* PROBLEM DETAILS
The required result is a copy of each line below in which "trim" appears.

START DATA EXCERPTS

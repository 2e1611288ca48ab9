//! Assertion evaluation against a captured response.
//!
//! Each assertion is evaluated independently: repair a missing field, map the
//! field to a synonym the response envelope actually uses, evaluate by kind.

use crate::path::{normalized_segments, step_into, value_text};
use crate::types::{Assertion, AssertionKind, AssertionResult, StatusCode};
use serde_json::Value;
use tracing::warn;

/// Envelope synonyms tried, in order, when a canonical field is absent.
const FIELD_ALIASES: [(&str, &[&str]); 3] = [
    ("code", &["errcode", "RetCode", "status", "ret", "error_code"]),
    ("message", &["errmsg", "msg", "info", "error", "message", "desc"]),
    ("data", &["result", "content", "body", "list"]),
];

/// Fields whose values are human-readable messages.
const MESSAGE_FIELDS: [&str; 6] = ["message", "msg", "errmsg", "error", "info", "desc"];

/// Markers that count as a success message anywhere in the text.
const SUCCESS_MARKERS: [&str; 2] = ["成功", "success"];

/// Markers that count as a success message only as a whole word.
const SUCCESS_WORDS: [&str; 1] = ["ok"];

const CODE_KEYWORDS: [&str; 4] = ["code", "状态码", "错误码", "返回码"];
const MESSAGE_KEYWORDS: [&str; 4] = ["message", "msg", "消息", "提示"];
const DATA_KEYWORDS: [&str; 4] = ["data", "数据", "list", "列表"];

/// Latency bound used when a `response_time` assertion has no usable value.
pub const DEFAULT_MAX_LATENCY_MS: u64 = 1_000;

/// What an assertion is evaluated against.
#[derive(Debug, Clone, Copy)]
pub struct ResponseSnapshot<'a> {
    pub status: StatusCode,
    pub latency_ms: u64,
    pub body: &'a Value,
}

/// Assertions applied to a step that declares none.
#[must_use]
pub fn default_assertions() -> Vec<Assertion> {
    vec![
        Assertion::new(AssertionKind::StatusCode)
            .with_expected(200)
            .with_description("default: status code is 200"),
        Assertion::new(AssertionKind::ResponseTime)
            .with_expected(DEFAULT_MAX_LATENCY_MS)
            .with_description("default: response time under 1000ms"),
    ]
}

/// Evaluate every assertion, or the defaults when the list is empty.
#[must_use]
pub fn evaluate_all(
    assertions: &[Assertion],
    response: &ResponseSnapshot<'_>,
) -> Vec<AssertionResult> {
    if assertions.is_empty() {
        return default_assertions()
            .iter()
            .map(|assertion| evaluate(assertion, response))
            .collect();
    }
    assertions
        .iter()
        .map(|assertion| evaluate(assertion, response))
        .collect()
}

/// Evaluate one assertion.
#[must_use]
pub fn evaluate(assertion: &Assertion, response: &ResponseSnapshot<'_>) -> AssertionResult {
    match assertion.kind {
        AssertionKind::StatusCode => check_status(assertion, response.status),
        AssertionKind::ResponseTime => check_latency(assertion, response.latency_ms),
        AssertionKind::FieldExists | AssertionKind::FieldValue => {
            check_field(assertion, response.body)
        }
        AssertionKind::ResponseContains => check_contains(assertion, response.body),
        AssertionKind::Unsupported => {
            warn!(description = %assertion.description, "unsupported assertion kind");
            result(assertion, assertion.field.clone(), Value::Null, false)
        }
    }
}

fn result(
    assertion: &Assertion,
    field: Option<String>,
    actual: Value,
    passed: bool,
) -> AssertionResult {
    AssertionResult {
        kind: assertion.kind,
        field,
        expected: assertion.expected.clone(),
        actual,
        passed,
    }
}

fn check_status(assertion: &Assertion, status: StatusCode) -> AssertionResult {
    let actual = status.code().map_or_else(|| Value::from("error"), Value::from);
    let passed = match (&assertion.expected, status.code()) {
        (_, None) => false,
        (None, Some(code)) => code < 400,
        (Some(expected), Some(code)) => as_integer(expected).map_or_else(
            || comparable_text(expected) == code.to_string(),
            |wanted| wanted == u64::from(code),
        ),
    };
    result(assertion, assertion.field.clone(), actual, passed)
}

fn check_latency(assertion: &Assertion, latency_ms: u64) -> AssertionResult {
    let limit = assertion
        .expected
        .as_ref()
        .and_then(as_millis)
        .unwrap_or(DEFAULT_MAX_LATENCY_MS);
    result(
        assertion,
        assertion.field.clone(),
        Value::from(latency_ms),
        latency_ms <= limit,
    )
}

fn check_field(assertion: &Assertion, body: &Value) -> AssertionResult {
    let requested = match assertion.field.as_deref().map(str::trim) {
        Some(field) if !field.is_empty() => field.to_string(),
        _ => {
            let inferred = infer_field(assertion);
            warn!(
                kind = %assertion.kind,
                description = %assertion.description,
                field = %inferred,
                "assertion has no field; inferred one"
            );
            inferred
        }
    };
    let field = resolve_alias(&requested, body);
    let found = lookup_field(body, &field);
    let actual = found.cloned().unwrap_or(Value::Null);

    let passed = match (assertion.kind, &assertion.expected, found) {
        (_, _, None) => false,
        (AssertionKind::FieldExists, _, Some(_)) => true,
        (_, None, Some(value)) => !matches!(value, Value::Array(items) if items.is_empty()),
        (_, Some(expected), Some(value)) => {
            let actual_text = comparable_text(value);
            let expected_text = comparable_text(expected);
            actual_text == expected_text
                || (is_message_field(&requested, &field)
                    && message_matches(&actual_text, &expected_text))
        }
    };
    result(assertion, Some(field), actual, passed)
}

fn check_contains(assertion: &Assertion, body: &Value) -> AssertionResult {
    let needle = assertion
        .field
        .as_deref()
        .filter(|f| !f.is_empty())
        .map(ToString::to_string)
        .or_else(|| assertion.expected.as_ref().map(value_text))
        .unwrap_or_default();
    let haystack = match body {
        Value::String(text) => text.clone(),
        other => other.to_string(),
    };
    let passed = !needle.is_empty() && haystack.contains(&needle);
    result(assertion, assertion.field.clone(), Value::Bool(passed), passed)
}

/// Pick a field for an assertion that lacks one, from its expected value and
/// description. Falls back to `data`.
#[must_use]
pub fn infer_field(assertion: &Assertion) -> String {
    if let Some(expected) = &assertion.expected {
        if expected.is_i64() || expected.is_u64() {
            return "code".to_string();
        }
        if let Some(text) = expected.as_str() {
            let lowered = text.to_lowercase();
            if lowered == "success" || lowered == "ok" || text.contains("成功") {
                return "message".to_string();
            }
        }
    }

    let description = assertion.description.to_lowercase();
    let has_any = |keywords: &[&str]| keywords.iter().any(|k| description.contains(k));
    if has_any(&CODE_KEYWORDS) {
        "code".to_string()
    } else if has_any(&MESSAGE_KEYWORDS) {
        "message".to_string()
    } else {
        if !has_any(&DATA_KEYWORDS) {
            warn!(description = %assertion.description, "no field hint; defaulting to data");
        }
        "data".to_string()
    }
}

/// Map a canonical field to the first synonym present at the top level of
/// `body`. Dotted paths and fields that are present are returned unchanged.
#[must_use]
pub fn resolve_alias(field: &str, body: &Value) -> String {
    if field.contains('.') || field.contains('[') {
        return field.to_string();
    }
    let Some(object) = body.as_object() else {
        return field.to_string();
    };
    if object.contains_key(field) {
        return field.to_string();
    }
    FIELD_ALIASES
        .iter()
        .find(|(canonical, _)| *canonical == field)
        .and_then(|(_, aliases)| aliases.iter().find(|alias| object.contains_key(**alias)))
        .map_or_else(|| field.to_string(), |alias| (*alias).to_string())
}

/// Walk a dotted field path, retrying a missing object key in its
/// singular/plural form (`songs` and `song`).
#[must_use]
pub fn lookup_field<'a>(body: &'a Value, field: &str) -> Option<&'a Value> {
    normalized_segments(body, field)
        .iter()
        .try_fold(body, |node, segment| {
            step_into(node, segment).or_else(|| {
                let alternate = segment
                    .strip_suffix('s')
                    .map_or_else(|| format!("{segment}s"), ToString::to_string);
                node.as_object().and_then(|map| map.get(&alternate))
            })
        })
}

fn is_message_field(requested: &str, resolved: &str) -> bool {
    [requested, resolved].into_iter().any(|field| {
        let leaf = field.rsplit('.').next().unwrap_or(field).to_lowercase();
        MESSAGE_FIELDS.contains(&leaf.as_str())
    })
}

fn message_matches(actual: &str, expected: &str) -> bool {
    let actual_lower = actual.to_lowercase();
    let expected_lower = expected.to_lowercase();
    let wants_success = expected_lower == "success" || expected_lower == "ok";
    let signals_success = SUCCESS_MARKERS.iter().any(|m| actual_lower.contains(m))
        || SUCCESS_WORDS.iter().any(|w| has_word(&actual_lower, w));
    let literal = if SUCCESS_WORDS.contains(&expected_lower.as_str()) {
        has_word(&actual_lower, &expected_lower)
    } else {
        !expected_lower.is_empty() && actual_lower.contains(&expected_lower)
    };
    (wants_success && signals_success) || literal
}

fn has_word(text: &str, word: &str) -> bool {
    text.split(|c: char| !c.is_alphanumeric()).any(|w| w == word)
}

/// Text used for equality: strings verbatim, null as `null`, the rest as JSON.
fn comparable_text(value: &Value) -> String {
    match value {
        Value::String(text) => text.clone(),
        other => other.to_string(),
    }
}

fn as_integer(value: &Value) -> Option<u64> {
    match value {
        Value::Number(n) => n.as_u64(),
        Value::String(text) => text.trim().parse().ok(),
        _ => None,
    }
}

fn as_millis(value: &Value) -> Option<u64> {
    match value {
        #[allow(clippy::cast_possible_truncation, clippy::cast_sign_loss)]
        Value::Number(n) => n
            .as_u64()
            .or_else(|| n.as_f64().filter(|f| *f >= 0.0).map(|f| f as u64)),
        Value::String(text) => text.trim().trim_end_matches("ms").trim().parse().ok(),
        _ => None,
    }
}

END DATA EXCERPTS

* SOLUTION FOR THIS EXERCISE
    let requested = match assertion.field.as_deref().map(str::trim) {
        Value::String(text) => text.trim().parse().ok(),
        Value::String(text) => text.trim().trim_end_matches("ms").trim().parse().ok(),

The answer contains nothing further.